DATA FOR PROCESSING below:
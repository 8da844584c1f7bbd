//! Incoming HTTP request type.

use crate::db::Db;
use crate::registry::DbHandles;

/// An incoming HTTP request, plus the database capabilities the wrapping
/// session guards registered for it.
pub struct Request {
    method: String,
    path: String,
    headers: Vec<(String, String)>,
    body: Vec<u8>,
    pub(crate) handles: DbHandles,
}

impl Request {
    pub(crate) fn new(
        method: String,
        path: String,
        headers: Vec<(String, String)>,
        body: Vec<u8>,
    ) -> Self {
        Self { method, path, headers, body, handles: DbHandles::default() }
    }

    pub fn method(&self) -> &str {
        &self.method
    }

    pub fn path(&self) -> &str {
        &self.path
    }

    pub fn headers(&self) -> &[(String, String)] {
        &self.headers
    }

    pub fn body(&self) -> &[u8] {
        &self.body
    }

    /// Case-insensitive header lookup.
    pub fn header(&self, name: &str) -> Option<&str> {
        self.headers
            .iter()
            .find(|(k, _)| k.eq_ignore_ascii_case(name))
            .map(|(_, v)| v.as_str())
    }

    /// Returns the leased session registered under the logical name `name`.
    ///
    /// Calling this any number of times within one request resolves to the
    /// same session copy — the lease is created on the first call and reused
    /// afterwards.
    ///
    /// # Panics
    ///
    /// Panics if no [`SessionGuard`](crate::SessionGuard) for `name` wraps
    /// this handler. That is a misconfigured middleware stack, not a
    /// recoverable condition.
    pub fn db(&self, name: &str) -> Db {
        self.handles.resolve(name)
    }
}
End of DATA FOR PROCESSING.
• [PROMPT]
Nothing but the lines from the one containing "pub fn body(&self)" through the final line of the data above is to be reproduced, each exactly as written.

• [REPLY]
    pub fn body(&self) -> &[u8] {
        &self.body
    }

    /// Case-insensitive header lookup.
    pub fn header(&self, name: &str) -> Option<&str> {
        self.headers
            .iter()
            .find(|(k, _)| k.eq_ignore_ascii_case(name))
            .map(|(_, v)| v.as_str())
    }

    /// Returns the leased session registered under the logical name `name`.
    ///
    /// Calling this any number of times within one request resolves to the
    /// same session copy — the lease is created on the first call and reused
    /// afterwards.
    ///
    /// # Panics
    ///
    /// Panics if no [`SessionGuard`](crate::SessionGuard) for `name` wraps
    /// this handler. That is a misconfigured middleware stack, not a
    /// recoverable condition.
    pub fn db(&self, name: &str) -> Db {
        self.handles.resolve(name)
    }
}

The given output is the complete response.